Tarnish wrote:It's no surprise that someone deciding to make his own engine and tools for a plethora of different platforms, THEN making a game using those tools, doing all this in his free time is gonna take literal decades.
I'm not saying that all indie devs are the same, but let's compare one indie dev to another, both of which have had 15 years to work on their respective projects.
Brian Provinciano, in 15 years of part-time indie development, has created his game engine by himself, his tools by himself, and almost all of his game's content, all without a Kickstarter project, and commercially deployed that same game across Microsoft Windows, Xbox 360, PlayStation 3, Vita, 3DS, Nintendo Switch, Wii, PlayStation 4, OS X, DOS, Linux, PSP, Android, and iOS in a variety of digital and physical formats from floppy diskettes to Blu-ray discs. This game's name is Retro City Rampage. See [
https://en.wikipedia.org/wiki/Retro_Cit ... evelopment ] for details.
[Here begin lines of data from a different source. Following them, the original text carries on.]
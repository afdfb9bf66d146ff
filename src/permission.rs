//! Static catalog of fine-grained permission attributes.
//!
//! Permissions are opaque dotted strings, partitioned into two disjoint
//! families (organization, user). Unlike roles they carry no hierarchy and
//! no inheritance; membership tests are exact string comparisons against
//! the flat arrays, with no prefix matching and no wildcards.

/// Organization-scoped permission attributes.
pub mod organization {
    /// View the organization.
    pub const VIEW: &str = "organization.view";
    /// Edit organization settings.
    pub const EDIT: &str = "organization.edit";
    /// Manage the organization.
    pub const MANAGE: &str = "organization.manage";
    /// Delete the organization.
    pub const DELETE: &str = "organization.delete";
    /// View the member list.
    pub const MEMBERS_VIEW: &str = "organization.members.view";
    /// Manage members.
    pub const MEMBERS_MANAGE: &str = "organization.members.manage";
    /// Manage invites.
    pub const INVITES_MANAGE: &str = "organization.invites.manage";
}

/// User-scoped permission attributes.
pub mod user {
    /// View a user profile.
    pub const VIEW: &str = "user.view";
    /// Edit a user profile.
    pub const EDIT: &str = "user.edit";
    /// Delete a user.
    pub const DELETE: &str = "user.delete";
    /// Manage a user's role assignments.
    pub const ROLES_MANAGE: &str = "user.roles.manage";
}

/// Every organization permission, for membership tests.
pub const ORGANIZATION_PERMISSIONS: [&str; 7] = [
    organization::VIEW,
    organization::EDIT,
    organization::MANAGE,
    organization::DELETE,
    organization::MEMBERS_VIEW,
    organization::MEMBERS_MANAGE,
    organization::INVITES_MANAGE,
];

/// Every user permission, for membership tests.
pub const USER_PERMISSIONS: [&str; 4] = [
    user::VIEW,
    user::EDIT,
    user::DELETE,
    user::ROLES_MANAGE,
];

/// Returns whether `value` is exactly one of the organization permissions.
pub fn is_organization_permission(value: &str) -> bool {
    ORGANIZATION_PERMISSIONS.contains(&value)
}

/// Returns whether `value` is exactly one of the user permissions.
pub fn is_user_permission(value: &str) -> bool {
    USER_PERMISSIONS.contains(&value)
}

/// Returns whether `value` belongs to either permission family.
pub fn is_permission(value: &str) -> bool {
    is_organization_permission(value) || is_user_permission(value)
}
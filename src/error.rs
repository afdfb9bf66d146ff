use thiserror::Error;

/// Store-layer error type.
pub type StoreError = Box<dyn std::error::Error + Send + Sync>;

/// Crate result type.
pub type Result<T> = std::result::Result<T, Error>;

/// Errors returned by this crate.
///
/// Hierarchy integrity anomalies (cycles, excessive depth) are deliberately
/// absent here: they are recovered locally with a partial ancestor set and a
/// warning, never surfaced as errors.
#[derive(Debug, Error)]
pub enum Error {
    /// Store error wrapper; the underlying storage failure is unchanged.
    #[error("store error: {0}")]
    Store(#[source] StoreError),
    /// Invalid identifier input.
    #[error("invalid id: {0}")]
    InvalidId(String),
}

impl From<StoreError> for Error {
    fn from(error: StoreError) -> Self {
        Self::Store(error)
    }
}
Falco Girgis, in 15 years of part-time indie development, has partially created his game engine, partially created his tools, and developed little to none his game's content - most of what exists of the game's content has been created by hired outside help - all with using up people's money from a Kickstarter project, and he has commercially deployed that same game across no platforms, with the game only seeming to exist on one or two of his personal computers/consoles. This game's name is Elysian Shadows.
I agree that people should be given the benefit of the doubt sometimes, but I think we are well beyond the pale with this project.